Le policier n'a pas réagi et je me suis calmé. J'ai posé la question à Pam qui m'a répondu "Non".

Heureusement, un employé de bureau a interrompu l'interrogatoire et nous a dit de retourner immédiatement à l'appartement. Le deuxième médecin légiste était en route.

Pam, qui avait réussi à se contenir, m'a dit dans la rue "Vous (le policier et Alain) ne parlerez plus dans une langue que je ne peux pas comprendre, ok ? Vous pourriez dire n'importe quoi et je ne le comprendrais pas. Je suis désolée, mais comment puis-je vous comprendre ? Je veux connaître tout ce que vous direz dorénavant, chaque mot."

Juste avant que l'on rencontre un homme qui venait en face de nous, je lui dis qu'elle devait avoir confiance en moi.

Il portait un sac en cuir noir. Le nouveau docteur était affable. Une fois à l'intérieur, il est immédiatement allé dans la chambre de Jim, mais il est sorti aussi rapidement que le premier docteur. Il a examiné la salle de bains et nous a rejoints dans la salle à manger. Il nous a dit qu'il était plutôt étrange qu'un jeune homme doive mourir dans la baignoire et il a ajouté qu'il était dans une excellente condition physique presque comme un sportif engagé dans un club.

Il était complètement à côté de la plaque. Jim était un solitaire. Il n'avait jamais fait partie d'un club sportif. Il nageait mais rarement. Sa condition physique "excellente" lui permettait de sauter sur scène durant les shows.

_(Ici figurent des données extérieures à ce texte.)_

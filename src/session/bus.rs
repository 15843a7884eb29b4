use std::sync::Arc;

use chrono::{DateTime, Utc};
use tokio::sync::RwLock;
use tracing::{debug, info, warn};

use super::Generation;
use crate::assemble;
use crate::cache::KeyedCache;
use crate::error::{Result, TransitError};
use crate::models::bus::{BusRoute, Direction, Eta, LiveVehicle, RouteCategory, StopSequence};
use crate::services::TransitApi;
use crate::views::bus::{
    DirectionTab, StopBoard, available_categories, direction_tabs, route_list, show_category_tabs,
    stop_board, variant_for,
};

/// One error slot per city resource.
#[derive(Debug, Clone, Default, PartialEq, Eq)]
pub struct BusErrors {
    pub routes: Option<TransitError>,
    pub stops: Option<TransitError>,
    pub etas: Option<TransitError>,
    pub vehicles: Option<TransitError>,
}

impl BusErrors {
    pub fn iter(&self) -> impl Iterator<Item = &TransitError> {
        [&self.routes, &self.stops, &self.etas, &self.vehicles]
            .into_iter()
            .flatten()
    }

    pub fn is_empty(&self) -> bool {
        self.iter().next().is_none()
    }
}

#[derive(Debug, Clone, Default)]
pub struct BusState {
    pub city: Option<String>,
    pub routes: Option<Arc<Vec<BusRoute>>>,
    pub stops: Option<Arc<Vec<StopSequence>>>,
    pub etas: Option<Arc<Vec<Eta>>>,
    pub vehicles: Option<Arc<Vec<LiveVehicle>>>,
    pub errors: BusErrors,
    pub loading: bool,
    pub selected: Option<BusRoute>,
    pub direction: Option<Direction>,
    pub category: Option<RouteCategory>,
    pub search: String,
    pub last_updated: Option<DateTime<Utc>>,
    generation: Generation,
}

impl BusState {
    fn all_routes(&self) -> &[BusRoute] {
        self.routes.as_deref().map(Vec::as_slice).unwrap_or(&[])
    }

    /// Routes for the list pane under the current category and search.
    pub fn route_list(&self) -> Vec<&BusRoute> {
        route_list(self.all_routes(), self.category, &self.search)
    }

    /// Category tabs to offer, empty when the city is small enough to list
    /// flat.
    pub fn categories(&self) -> Vec<RouteCategory> {
        if show_category_tabs(self.all_routes()) {
            available_categories(self.all_routes())
        } else {
            Vec::new()
        }
    }

    pub fn direction_tabs(&self) -> Vec<DirectionTab> {
        match &self.selected {
            Some(selected) => direction_tabs(
                self.all_routes(),
                selected,
                self.stops.as_deref().map(Vec::as_slice).unwrap_or(&[]),
            ),
            None => Vec::new(),
        }
    }

    /// Stop board of the selected route in the selected direction.
    pub fn board(&self) -> Vec<StopBoard> {
        let (Some(selected), Some(direction)) = (&self.selected, self.direction) else {
            return Vec::new();
        };
        stop_board(
            selected,
            direction,
            self.stops.as_deref().map(Vec::as_slice).unwrap_or(&[]),
            self.etas.as_deref().map(Vec::as_slice).unwrap_or(&[]),
            self.vehicles.as_deref().map(Vec::as_slice).unwrap_or(&[]),
        )
    }
}

/// Bus page orchestration. Routes and stop sequences are cached per city for
/// the session; ETAs and vehicles are cached too but replaced on every live
/// refresh.
pub struct BusSession {
    api: Arc<dyn TransitApi>,
    routes: KeyedCache<String, Vec<BusRoute>>,
    stops: KeyedCache<String, Vec<StopSequence>>,
    etas: KeyedCache<String, Vec<Eta>>,
    vehicles: KeyedCache<String, Vec<LiveVehicle>>,
    state: RwLock<BusState>,
}

impl BusSession {
    pub fn new(api: Arc<dyn TransitApi>) -> Self {
        Self {
            api,
            routes: KeyedCache::new("bus_routes"),
            stops: KeyedCache::new("bus_stops"),
            etas: KeyedCache::new("bus_etas"),
            vehicles: KeyedCache::new("bus_vehicles"),
            state: RwLock::new(BusState::default()),
        }
    }

    pub async fn snapshot(&self) -> BusState {
        self.state.read().await.clone()
    }

    /// Switches to `city` and loads its four resources concurrently.
    #[tracing::instrument(skip(self))]
    pub async fn select_city(&self, city: &str) {
        let ticket = {
            let mut state = self.state.write().await;
            let ticket = state.generation.advance();
            *state = BusState {
                city: Some(city.to_string()),
                loading: true,
                generation: state.generation,
                ..BusState::default()
            };
            ticket
        };

        let (routes, stops, etas, vehicles) = tokio::join!(
            self.routes.get_or_fetch(city.to_string(), || async {
                let payloads = self.api.bus_routes(city).await?;
                Ok::<_, TransitError>(assemble::bus::flatten_routes(payloads))
            }),
            self.stops.get_or_fetch(city.to_string(), || async {
                let payloads = self.api.bus_stop_sequences(city).await?;
                Ok::<_, TransitError>(assemble::bus::stop_sequences(payloads))
            }),
            self.etas.get_or_fetch(city.to_string(), || async {
                let payloads = self.api.bus_estimated_arrivals(city).await?;
                Ok::<_, TransitError>(assemble::bus::arrivals(payloads))
            }),
            self.vehicles.get_or_fetch(city.to_string(), || async {
                let payloads = self.api.bus_live_vehicles(city).await?;
                Ok::<_, TransitError>(assemble::bus::live_vehicles(payloads))
            }),
        );

        let mut state = self.state.write().await;
        if !state.generation.is_current(ticket) {
            debug!("Discarding bus data for a previous selection");
            return;
        }
        state.routes = settle("routes", routes, &mut state.errors.routes);
        state.stops = settle("stops", stops, &mut state.errors.stops);
        state.etas = settle("etas", etas, &mut state.errors.etas);
        state.vehicles = settle("vehicles", vehicles, &mut state.errors.vehicles);
        if let Some(routes) = &state.routes {
            info!(count = routes.len(), "Bus routes loaded");
        }
        if !state.errors.is_empty() {
            warn!(failed = state.errors.iter().count(), "Some bus resources failed");
        }
        state.last_updated = Some(Utc::now());
        state.loading = false;
    }

    pub async fn clear_city(&self) {
        let mut state = self.state.write().await;
        state.generation.advance();
        *state = BusState {
            generation: state.generation,
            ..BusState::default()
        };
    }

    pub async fn set_category(&self, category: Option<RouteCategory>) {
        self.state.write().await.category = category;
    }

    pub async fn set_search(&self, search: impl Into<String>) {
        self.state.write().await.search = search.into();
    }

    /// Opens the detail view of `route` in its own direction.
    pub async fn select_route(&self, route: BusRoute) {
        let mut state = self.state.write().await;
        debug!(route = %route.name, "Route selected");
        state.direction = Some(route.direction);
        state.selected = Some(route);
    }

    /// Selects a route from the list by display name.
    pub async fn select_route_named(&self, name: &str) -> Result<BusRoute> {
        let route = {
            let state = self.state.read().await;
            state
                .route_list()
                .into_iter()
                .find(|r| r.name == name)
                .cloned()
                .ok_or_else(|| TransitError::NoData(format!("no route named {name}")))?
        };
        self.select_route(route.clone()).await;
        Ok(route)
    }

    pub async fn close_route(&self) {
        let mut state = self.state.write().await;
        state.selected = None;
        state.direction = None;
    }

    /// Switches the detail view to `direction`, moving the selection onto
    /// the matching variant of the same route when one exists.
    pub async fn set_direction(&self, direction: Direction) {
        let mut state = self.state.write().await;
        let Some(selected) = &state.selected else {
            return;
        };
        let variant = variant_for(state.all_routes(), selected, direction).cloned();
        if let Some(variant) = variant {
            state.selected = Some(variant);
        }
        state.direction = Some(direction);
    }

    /// Re-fetches ETAs and live vehicles for the selected city, replacing
    /// both cached lists. Returns the first failure so a countdown can show
    /// it; the other resource is still applied.
    #[tracing::instrument(skip(self))]
    pub async fn refresh_live(&self) -> Result<()> {
        let (city, ticket) = {
            let state = self.state.read().await;
            match &state.city {
                Some(city) => (city.clone(), state.generation.ticket()),
                None => return Ok(()),
            }
        };

        let (etas, vehicles) = tokio::join!(
            self.api.bus_estimated_arrivals(&city),
            self.api.bus_live_vehicles(&city),
        );
        let etas = match etas {
            Ok(p) => Ok(self.etas.replace(city.clone(), assemble::bus::arrivals(p)).await),
            Err(e) => Err(e),
        };
        let vehicles = match vehicles {
            Ok(p) => Ok(self
                .vehicles
                .replace(city.clone(), assemble::bus::live_vehicles(p))
                .await),
            Err(e) => Err(e),
        };

        let mut state = self.state.write().await;
        if !state.generation.is_current(ticket) {
            debug!(city = %city, "Discarding live refresh for a previous selection");
            return Ok(());
        }
        let first_error = etas.as_ref().err().or(vehicles.as_ref().err()).cloned();

        let previous_etas = state.etas.take();
        state.etas = settle("etas", etas, &mut state.errors.etas).or(previous_etas);
        let previous_vehicles = state.vehicles.take();
        state.vehicles =
            settle("vehicles", vehicles, &mut state.errors.vehicles).or(previous_vehicles);
        state.last_updated = Some(Utc::now());

        match first_error {
            Some(e) => Err(e),
            None => Ok(()),
        }
    }
}

/// Moves a resource result into its value and error slot.
fn settle<T>(
    resource: &'static str,
    result: Result<Arc<T>>,
    slot: &mut Option<TransitError>,
) -> Option<Arc<T>> {
    match result {
        Ok(value) => {
            *slot = None;
            Some(value)
        }
        Err(e) => {
            warn!(resource, error = %e, "Bus resource unavailable");
            *slot = Some(e);
            None
        }
    }
}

Bien que Jim n'était pas vaniteux, il aurait certainement apprécié cette remarque flatteuse. Depuis quelques mois, il avait légèrement maigri parce qu'il avait diminué sa consommation d'alcool.

A ce moment, j'ai dit que Jim aimait boire de l'alcool. Le médecin m'a immédiatement rassuré, disant qu'en France, énormément de personnes buvaient. Je lui ai aussi parlé des contacts de Jim avec des médecins, l'appel à un médecin durant la nuit à Londres parce qu'il avait des troubles respiratoires, les médicaments pour l'asthme qui lui étaient prescrit par un médecin (même si cela n'avait pas été diagnostiqué), les quintes de toux durant tout le mois de juin.

Il m'a souri paternellement et a dit "Nous, aussi, voulons résoudre cette affaire. Maintenant, je vais aller au commissariat de police pour établir un rapport. Vous avez l'air tous les deux très tendus. Reposez-vous pendant une demi-heure et rendez-vous au commissariat."

Pam nous avait rejoints. Il l'a saluée par un "Au revoir Madame. Je vous prie d'accepter mes condoléances les plus sincères." Il a serré sa main et pris son poignet pour prendre son pouls. Il a fait un geste avec la tête pour signifier que tout allait bien. Pam a commencé à pleurer. Jusqu'à maintenant, personne ne s'était soucié de sa santé.

Elle a séché ses larmes et a changé d'attitude.

"Je veux du Xanax maintenant!" a-t-elle hurlé.

"Je m'en suis débarrassé pour qu'ils ne le trouvent pas."

"Tu n'as aucune idée du visage que tu fais quand tu mens. D'accord, ça m'est égal. De toute façon, j'en ai caché. Je dois me calmer, c'est simple."

Elle était devenue frénétique et a commencé à courir d'une chambre à une autre, cherchant au hasard. J'ai supposé qu'elle cherchait ses pilules, mais je ne savais pas à quoi servait le bocal qu'elle avait dans sa main. Dans le bureau de Jim, elle a trouvé un billet de cinquante francs et l'a mis dans le bocal. Elle a fouillé dans les poches d'une chemise de Jim, sortant quelques pièces de monnaie qu'elle a aussi mises dans le bocal, tandis qu'elle me regardait avec une mine très satisfaite. Quand elle eut fini son tour, le bocal était à moitié vide.

"En tout, j'ai seulement deux cents dollars," a-t-elle annoncé. "D'habitude, j'appelle Los Angeles quand nous avons besoin d'argent. Comment payerai-je pour l'incinération de Jim ? Je demanderai à Agnès."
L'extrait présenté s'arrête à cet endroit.